I assume most camshafts are now designed based on computer models ? How reliable are the computer models ?

Certainly, as far as the US goes, everyone on LS forums blabs "custom cam this, custom cam that, you need a cam designed for your etc etc"
While this may be true, I always retort that these custom cams they all dream of are nothing but guesswork and no way will the be optimal for their setup unless they test dozens of profiles back to back. They may be a custom grind, but they are still a guess.

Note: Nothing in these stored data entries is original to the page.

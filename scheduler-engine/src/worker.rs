// scheduler-engine/src/worker.rs
// ============================================================================
// Module: Fleet Scheduler Deployment Worker
// Description: Stateless reconciliation steps: promote pending deployments,
//              poll in-progress ones to completion.
// Purpose: Promote pending deployments and poll in-progress ones forward.
// Dependencies: scheduler-core, scheduler-facade
// ============================================================================

//! ## Overview
//! [`DeploymentWorker`] performs exactly one reconciliation action per call
//! and returns. It never loops or sleeps; the event dispatcher decides when
//! to call it again. Both entry points return `Ok(None)` rather than an
//! error when there is simply nothing to do.

// ============================================================================
// SECTION: Imports
// ============================================================================

use std::time::Duration;

use scheduler_core::Clock;
use scheduler_core::Deployment;
use scheduler_core::DeploymentHealth as Health;
use scheduler_core::DeploymentStatus;
use scheduler_core::EngineError;
use scheduler_core::Environment;
use scheduler_core::EnvironmentName;
use scheduler_core::InstanceArn;
use scheduler_core::Store;
use scheduler_core::TaskState;
use scheduler_facade::EcsFacade;
use scheduler_facade::ListTasksFilter;
use tracing::debug;
use tracing::warn;

use crate::deployment_service::DeploymentService;
use crate::environment_service::EnvironmentService;
use crate::errors::from_facade_error;

// ============================================================================
// SECTION: Stall Policy
// ============================================================================

/// Policy applied when an in-progress deployment's task count stays below
/// `desired_task_count` indefinitely. The default keeps the deployment
/// in-progress forever; `TimeBounded` is the alternative, left as a
/// parameter rather than baked in.
#[derive(Debug, Clone, Copy, Default, PartialEq, Eq)]
pub enum StallPolicy {
    /// Never time out; stay in-progress no matter how long the shortfall
    /// persists.
    #[default]
    Unbounded,
    /// Mark the deployment unhealthy once the shortfall has persisted for
    /// at least this long. Status never reverts and there is no "failed"
    /// status, so this only flips `health`.
    TimeBounded(Duration),
}

/// Configuration for a [`DeploymentWorker`].
#[derive(Debug, Clone, Copy, Default)]
pub struct DeploymentWorkerConfig {
    /// Policy applied when `|tasks| < desired_task_count` persists.
    pub stall_policy: StallPolicy,
}

// ============================================================================
// SECTION: Deployment Worker
// ============================================================================

/// One reconciliation step per call, against environments in `S`, tasks
/// placed through `F`, timestamped by `C`.
pub struct DeploymentWorker<S, F, C> {
    environments: EnvironmentService<S>,
    deployments: DeploymentService<S, F, C>,
    facade: F,
    clock: C,
    config: DeploymentWorkerConfig,
}

impl<S, F, C> DeploymentWorker<S, F, C>
where
    S: Store<Environment> + Clone,
    F: EcsFacade + Clone,
    C: Clock + Clone,
{
    /// Creates a worker over `store`/`facade`/`clock`, sharing the same
    /// backends the caller wires into the environment/deployment services.
    pub fn new(store: S, facade: F, clock: C, config: DeploymentWorkerConfig) -> Self {
        Self {
            environments: EnvironmentService::new(store.clone()),
            deployments: DeploymentService::new(store, facade.clone(), clock.clone()),
            facade,
            clock,
            config,
        }
    }

    /// Promotes `env_name`'s pending deployment to in-progress, targeting
    /// every active instance in its cluster, if one is pending and none is
    /// already in-progress.
    ///
    /// # Errors
    ///
    /// Returns [`EngineError`] when the environment store or facade call
    /// fails for a reason other than "nothing to do".
    pub async fn start_pending_deployment(
        &self,
        env_name: &EnvironmentName,
    ) -> Result<Option<Deployment>, EngineError> {
        let Some(env) = self.environments.get(env_name).await? else {
            return Ok(None);
        };
        if env.in_progress_deployment_id.is_some() || env.pending_deployment_id.is_none() {
            return Ok(None);
        }
        let instances = self.facade.instance_arns(&env.cluster).await.map_err(from_facade_error)?;
        debug!(environment = %env_name, instance_count = instances.len(), "promoting pending deployment");
        let promoted = self.deployments.start_deployment(env_name, &instances).await?;
        Ok(promoted.in_progress_deployment().cloned())
    }

    /// Polls `env_name`'s in-progress deployment against the orchestrator
    /// and persists its updated status, completing it once every targeted
    /// task has reached `RUNNING` and the task count matches
    /// `desired_task_count`.
    ///
    /// # Errors
    ///
    /// Returns [`EngineError`] when the environment store or facade call
    /// fails for a reason other than "nothing to do" or a benign promotion
    /// race, which is absorbed silently.
    pub async fn update_in_progress_deployment(
        &self,
        env_name: &EnvironmentName,
    ) -> Result<Option<Deployment>, EngineError> {
        let Some(dep) = self.deployments.in_progress_deployment(env_name).await? else {
            return Ok(None);
        };
        let Some(env) = self.environments.get(env_name).await? else {
            return Ok(None);
        };

        let filter = ListTasksFilter::started_by(dep.id.clone());
        let task_arns = self.facade.list_tasks(&env.cluster, &filter).await.map_err(from_facade_error)?;
        let tasks = self.facade.describe_tasks(&env.cluster, &task_arns).await.map_err(from_facade_error)?;

        let mut updated = dep;
        record_stopped_instances(&mut updated, &tasks);

        let completing = !tasks.is_empty()
            && tasks.iter().all(|task| task.last_status == TaskState::Running)
            && desired_count_matches(tasks.len(), updated.desired_task_count);

        if completing {
            updated.status = DeploymentStatus::Completed;
            if updated.end_time.is_none() {
                updated.end_time = Some(self.clock.now());
            }
        } else if let StallPolicy::TimeBounded(limit) = self.config.stall_policy {
            let elapsed = self.clock.now().epoch_seconds() - updated.start_time.epoch_seconds();
            if elapsed >= i64::try_from(limit.as_secs()).unwrap_or(i64::MAX) {
                updated.health = Health::Unhealthy;
            }
        }

        match self.deployments.update_in_progress_deployment(env_name, updated.clone()).await {
            Ok(_) => Ok(Some(updated)),
            Err(EngineError::UnexpectedStatus(reason)) => {
                warn!(environment = %env_name, %reason, "absorbing benign promotion race");
                Ok(None)
            }
            Err(other) => Err(other),
        }
    }
}

fn desired_count_matches(task_count: usize, desired: u32) -> bool {
    u32::try_from(task_count).is_ok_and(|count| count == desired)
}

/// Records the container instances of any `STOPPED` task belonging to this
/// deployment as failed: treated as a failed instance that reconciliation
/// continues past, not a deployment-wide health flip or an automatic
/// replacement (replacement is left to a future tick's promotion logic).
fn record_stopped_instances(dep: &mut Deployment, tasks: &[scheduler_core::TaskSnapshot]) {
    let mut newly_failed: Vec<InstanceArn> = tasks
        .iter()
        .filter(|task| task.last_status == TaskState::Stopped)
        .map(|task| task.container_instance_arn.clone())
        .filter(|instance| !dep.failed_instances.contains(instance))
        .collect();
    dep.failed_instances.append(&mut newly_failed);
}

// ============================================================================
// SECTION: Tests
// ============================================================================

Or can some of these dynosim type programs really give good results ?
It took me 18 years to research and write my Cam-Master program. It is deadly accurate to the point I flat out challenge the cam companies to beat it with their expertise. Has not happened yet. No the program is not for sale but the output from it has allowed me to come up with an entirely different way to select cams far more accurately than a regular catalog (and just as, if not more accurate, than these big main frame simulations) If you have a copy of my small block or big block performance on a budget books the cam selection section will leave you in zero doubt as to the cam you are gong to need for the builds and variations there-of within the book.

The cylinder head book out shortly explains that if you port heads without any real understanding of what that cylinder head may require in terms of valve events relative to the spec of major other parts (bore, stroke etc) all you have done is make your work look less effective. Not so good if you want to be seen as the best. My 'How to Build HP' book is used in several universities now as required first year reading because it cuts right to the chase and sidesteps all the myths and erroneous info put out about cam event selection.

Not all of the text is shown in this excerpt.